Honoring Our Military Men and Women, We Owe Them Our Freedom

A couple of Sunday’s ago the CBS news magazine Sixty Minutes featured a segment on wounded soldiers returning back to Iraq. The soldiers had left the battlefield on stretchers with missing limbs and wounded minds. That is not the way a soldier leaves battle, he or she needs to stand and walk away. Recognition of the need for our wounded heroes to return to the place where their lives were forever changed, their comrades were forever lost and their dreams forever darkened was not a military realization but an initiative of a private citizen. His name was Richard Kell and he called the soldier’s journey back to the battlefield “Operation Proper Exit”.
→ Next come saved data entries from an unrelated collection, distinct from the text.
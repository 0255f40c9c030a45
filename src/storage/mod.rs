//! Storage Module - physical layout, naming, quotas and per-user locking
//!
//! Everything that touches the upload directory goes through [`PathStore`].

mod locks;
mod naming;
mod paths;
mod quota;

pub use locks::UserLocks;
pub use naming::{content_key, resolve_name, split_name, ResolvedName, CONTENT_KEY_NAMESPACE};
pub use paths::{DirectoryScan, DiskEntry, EntryKind, PathStore};
pub use quota::{QuotaCheckResult, QuotaConfig, QuotaGuard, QuotaSummary};

use crate::identity::UserId;
use crate::meta::MetaError;

use thiserror::Error;
use uuid::Uuid;

#[derive(Error, Debug)]
pub enum StorageError {
    #[error("The uploaded file is empty")]
    FileIsEmpty,

    #[error("Too many files: only {limit} file(s) may be uploaded per operation")]
    FilesLimitExceeded { limit: usize },

    #[error("Invalid identifier '{0}': expected XXXXXXXX-XXXX-XXXX-XXXX-XXXXXXXXXXXX")]
    InvalidIdentifierFormat(String),

    #[error("File size {size} exceeds the limit of {limit} bytes")]
    FileTooLarge { size: u64, limit: u64 },

    #[error("Quota exceeded for user {owner}: {usage} used, {incoming} incoming, limit {limit}")]
    QuotaExceeded {
        owner: UserId,
        usage: u64,
        incoming: u64,
        limit: u64,
    },

    #[error("Record {id} not found for user {owner}")]
    RecordNotFound { owner: UserId, id: Uuid },

    #[error("File '{name}' of user {owner} not found on disk")]
    FileNotOnDisk { owner: UserId, name: String },

    #[error("Failed to copy file: {0}")]
    CopyError(#[source] std::io::Error),

    #[error("Not enough free disk space to store a file for user {owner}")]
    InsufficientSpace { owner: UserId },

    #[error("Cannot access directory of user {owner}: {source}")]
    DirectoryAccessError {
        owner: UserId,
        #[source]
        source: std::io::Error,
    },

    #[error("File '{name}' of user {owner} is not readable")]
    FileNotReadable { owner: UserId, name: String },

    #[error("Path escapes the user directory: {0}")]
    PathEscape(String),

    #[error("Reconciliation of user {owner} did not finish before its deadline")]
    ReconciliationTimedOut { owner: UserId },

    #[error("Background task failed: {0}")]
    TaskFailed(String),

    #[error("Metadata error: {0}")]
    Metadata(#[from] MetaError),
}

/// Coarse classification a boundary uses to pick a response
#[derive(Debug, Clone, Copy, PartialEq, Eq)]
pub enum ErrorKind {
    /// Caller input rejected before any I/O
    Validation,
    /// Policy rejection, recoverable by freeing space or shrinking the file
    Quota,
    /// Genuine absence or a race with reconciliation
    NotFound,
    /// Environment failure
    Io,
}

impl StorageError {
    pub fn kind(&self) -> ErrorKind {
        match self {
            StorageError::FileIsEmpty
            | StorageError::FilesLimitExceeded { .. }
            | StorageError::InvalidIdentifierFormat(_) => ErrorKind::Validation,
            StorageError::FileTooLarge { .. } | StorageError::QuotaExceeded { .. } => {
                ErrorKind::Quota
            }
            StorageError::RecordNotFound { .. } | StorageError::FileNotOnDisk { .. } => {
                ErrorKind::NotFound
            }
            StorageError::CopyError(_)
            | StorageError::InsufficientSpace { .. }
            | StorageError::DirectoryAccessError { .. }
            | StorageError::FileNotReadable { .. }
            | StorageError::PathEscape(_)
            | StorageError::ReconciliationTimedOut { .. }
            | StorageError::TaskFailed(_)
            | StorageError::Metadata(_) => ErrorKind::Io,
        }
    }

    /// Name of the request field the error refers to
    pub fn field(&self) -> &'static str {
        match self {
            StorageError::InvalidIdentifierFormat(_) | StorageError::RecordNotFound { .. } => "id",
            StorageError::DirectoryAccessError { .. }
            | StorageError::ReconciliationTimedOut { .. } => "directory",
            StorageError::Metadata(_) | StorageError::TaskFailed(_) => "server",
            _ => "file",
        }
    }
}

impl From<tokio::task::JoinError> for StorageError {
    fn from(error: tokio::task::JoinError) -> Self {
        StorageError::TaskFailed(error.to_string())
    }
}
Richard Kell is a former advertising executive and former volunteer at the old Walter Reed Army Medical Center in the nation’s capital. He does not take the credit for the origin of “Operation Proper Exit” he says wounded soldiers felt the need and gave birth to the concept of the program. The idea was first rejected by officials and later a General at the Pentagon whose son had been injured in the war gave Kell the go ahead to begin the program for our soldiers.

The 60 Minutes segment evoked a range of emotions in me. I was stirred by the human toll of the sacrifice of our young men and women and angered by the way that our treated like a disposable commodity by our government. The emotional impact left in the footprints of the lives of thousands of boys and girls who go to war and grow up fast. Young soldiers that witness war events that maim and kill their comrades; horrors that; some adults will never see in a lifetime. Most of these young warriors witnessed these horrors often only weeks after they are old enough to drink and vote; hundreds die before they get the chance to do either.

At the date of the airing of the piece 68 soldiers had made the journey back to Iraq. Among them was Steven Cornford a Silver Star recipient who carried his wounded lieutenant on his back for more than a mile to an army medical unit so that he could be treated. Conford himself was wounded; his lieutenant (Phillip Neel) died from the bleed out of the artery in his leg. Neel was hit by enemy fire when he rescued Conford who was under attack by enemy fire. In death Neel was peaceful; he had died defending his America, in life Comford was tormented by Neel’s sacrifice in saving his life. He could not lay to rest the memories of that Easter Sunday 2007, the memories were a wound that rode with him on the gurney that day, they had followed him home; his physical wounds were healed by medicine and God’s grace but the memory wound did not go away. Steven Conford needed to return to expel the wound and make a proper exit.

Conford and the other young men that made the journey were reflective of the composition of today’s army. Many of them signed up to defend our country after the attacks on the twin towers, the Pentagon and Shanksville, Pennsylvania on September 11, 2001. They gave limb, mind and lives to defend America that seems to forget them when they are no longer able to carry the weapon that seems to forget their families while they serve and that seems to forget them and their need to be embraced when they return home.

The mistreatment of our soldiers is not only reflective in the way we respect them when they are alive and/or wounded but also the way we respect their remains. Recent news reports revealed that body parts of dead soldiers were cremated and disposed of in mass graves. Those charged with preparing our heroes to be returned from the battlefield to their families had so little regard for one soldier that they sawed off his arms so that they could accommodate the size of his casket. A few years ago an investigative report revealed that the remains of dead soldiers were just lying around in a pile like garbage to be discarded and the names on the graves did not always match the body in the grave. How would you feel to such insensitivity to your loved ones, how would you feel it could not visit their final resting place?

We must hold our military men and women in high esteem; we owe them our freedom and our lives. We must individually respect them and as a country collectively honor them in life and death. We should remember their sacrifice not just only on Veterans and Memorial Day but on each and every day we are free. Thank you Mr. Kell for doing something our government seems unwilling to do, thank you for allowing our soldiers to stand tall, salute and make a proper exit.

Post Note

A follow-up visit with Steven Conrad showed a calmer, peaceful young man. He said the memory of that day would never go away but the high definition in which it had been playing in his waking moments and his dreams was a little less sharp and a lot less painful to the eyes and heart.